Todavía nosotros seguimos pensando, tras casi tres siglos, la democracia como la administración de la cosa pública, es decir como la instituto de la apropiación estatal del común. Hoy, la democracia ya no puede ser pensada sino en términos radicalmente diferentes: como gestión común del común. Esta gestión implica a su vez una redifinición del espacio -compopolita; y una redifinición de la temporalidad- constituyente. No se trata ya de definir una forma de contrato que haga que todo, siendo de todos, no pertenezca a ninguno. No, todo, siendo producido por todos, pertenece a todos.

En el dossier que algunos hemos propuesto en la «maggiore» de este número de Multitudes (a partir las experiencias llevadas a cabo desde hace unos años y a partir también de la constatación de que estas experiencia están ahora generalizándose), nosotros intentamos hacer visible este común, hacer recuentos de las estrategias de reapropiación del común. En la actualidad, la metrópoli se ha convertido en tejido productivo generalizado: es donde se da y se organiza la producción común, es donde la acumulación del común se realiza. La apropiación violenta de esta acumulación se hace todavía a título privado o público -y lo que se llama «la renta» del espacio metropolitano es ahora un enjeu económico importante, y es sobre este punto que las estrategias de control se cristalizan- pero nosotros no queremos entrar aquí en los análisis de la relación de esta renta con el beneficio ni tampoco en la de la «externalidad productiva»… nos es suficiente, por el momento, fijar el hecho de que la apropiación privada es a menudo garantizada y legitimada por la apropiación pública, y viceversa.
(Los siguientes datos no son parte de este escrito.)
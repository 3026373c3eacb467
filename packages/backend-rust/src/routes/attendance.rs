//! Attendance projection, recommendation, and prediction endpoints.
//!
//! `/api/calculate-attendance` is the one endpoint that never touches the AI
//! service; the projection is closed-form and computed locally by
//! `attendance-core`. The other two forward to the AI service and degrade
//! per the two-tier policy: recommendations fall back to a static list,
//! prediction has no local substitute and reports itself unavailable.

use axum::extract::State;
use axum::response::{IntoResponse, Response};
use axum::Json;
use chrono::Utc;
use serde::{Deserialize, Serialize};
use serde_json::{json, Value};

use attendance_core::{AttendanceAnalysis, DEFAULT_TARGET_PERCENTAGE};

use crate::response::{AppError, AppJson};
use crate::state::AppState;

#[derive(Debug, Deserialize)]
#[serde(rename_all = "camelCase")]
pub struct CalculateAttendanceDto {
    total_classes: Option<u32>,
    attended_classes: Option<u32>,
    /// Accepted for wire compatibility; not used by the projection.
    #[serde(default)]
    planned_absences: Option<u32>,
    #[serde(default)]
    preferences: Option<String>,
    target_percentage: Option<f64>,
}

#[derive(Debug, Serialize)]
struct CalculateAttendanceResponse {
    success: bool,
    attendance_analysis: AttendanceAnalysis,
    calculation_method: &'static str,
    timestamp: String,
}

pub async fn calculate(AppJson(dto): AppJson<CalculateAttendanceDto>) -> Result<Response, AppError> {
    let (Some(total_classes), Some(attended_classes)) = (dto.total_classes, dto.attended_classes)
    else {
        return Err(AppError::validation("Missing required fields"));
    };

    let target = dto.target_percentage.unwrap_or(DEFAULT_TARGET_PERCENTAGE);

    let analysis = attendance_core::calculate(total_classes, attended_classes, target)
        .map_err(|err| AppError::validation(err.to_string()))?;

    Ok(Json(CalculateAttendanceResponse {
        success: true,
        attendance_analysis: analysis,
        calculation_method: "enhanced",
        timestamp: Utc::now().to_rfc3339(),
    })
    .into_response())
}

/// Proxy recommendation generation; static generic advice when the AI is
/// down, still `success: true`.
pub async fn generate_recommendations(
    State(state): State<AppState>,
    AppJson(payload): AppJson<Value>,
) -> Result<Response, AppError> {
    let response = match state.ai().generate_recommendations(&payload).await {
        Ok(ai_response) => {
            let mut body = json!({ "success": true });
            merge_object(&mut body, ai_response);
            body["enhanced_features"] = json!(["personalized", "dynamic", "predictive"]);
            Json(body).into_response()
        }
        Err(err) => {
            tracing::warn!(error = %err, "recommendation generation falling back");
            Json(json!({
                "success": true,
                "recommendations": static_recommendations(),
                "processing_method": "fallback",
                "note": "Basic recommendations provided. Enable AI service for advanced analysis.",
            }))
            .into_response()
        }
    };
    Ok(response)
}

/// Proxy attendance prediction. No local model exists, so the fallback is an
/// explicit `success: false` that callers treat as "feature unavailable".
pub async fn predict(
    State(state): State<AppState>,
    AppJson(payload): AppJson<Value>,
) -> Result<Response, AppError> {
    let response = match state.ai().predict_attendance(&payload).await {
        Ok(ai_response) => {
            let mut body = json!({ "success": true });
            merge_object(&mut body, ai_response);
            body["prediction_engine"] = json!("ai");
            Json(body).into_response()
        }
        Err(err) => {
            tracing::warn!(error = %err, "attendance prediction unavailable");
            Json(json!({
                "success": false,
                "error": "Attendance prediction requires AI service",
                "message": "Enable the AI service for predictive analysis capabilities",
            }))
            .into_response()
        }
    };
    Ok(response)
}

fn static_recommendations() -> Value {
    json!({
        "immediate_actions": [
            "Review current attendance status",
            "Plan next week's class schedule",
            "Set up attendance reminders",
        ],
        "long_term_strategy": [
            "Maintain consistent attendance pattern",
            "Monitor weekly progress",
            "Adjust schedule as needed",
        ],
        "note": "Enable AI service for personalized, intelligent recommendations",
    })
}

/// Overlay the AI response's top-level fields onto `target`, mirroring the
/// spread-style passthrough of the public API.
pub(crate) fn merge_object(target: &mut Value, source: Value) {
    if let (Some(target_map), Value::Object(source_map)) = (target.as_object_mut(), source) {
        for (key, value) in source_map {
            target_map.insert(key, value);
        }
    }
}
Retomar el común, reconquistar no ya una cosa sino un proceso constituyente, significa también el espacio en que eso se desarrolla: el espacio de la metrópoli. Trazar diagonales dentro del espacio rectilíneo del control: oponer las diagonales a los diagramas, los intersticios a las quadrillages, los movimientos a las posiciones, los devenires a las identidades, las multiplicidades culturales sin fin a las naturalezas simples, las artificios a las demandas de origen . En un bello libro, hace algunos años, Jean Starobinski ha hablado del siglo de las Luces como de un tiempo que había visto «la invención de la libertad». Si la democracia moderna ha sido la invención de la libertad, la democracia radical, hoy, quiere ser la invención del común.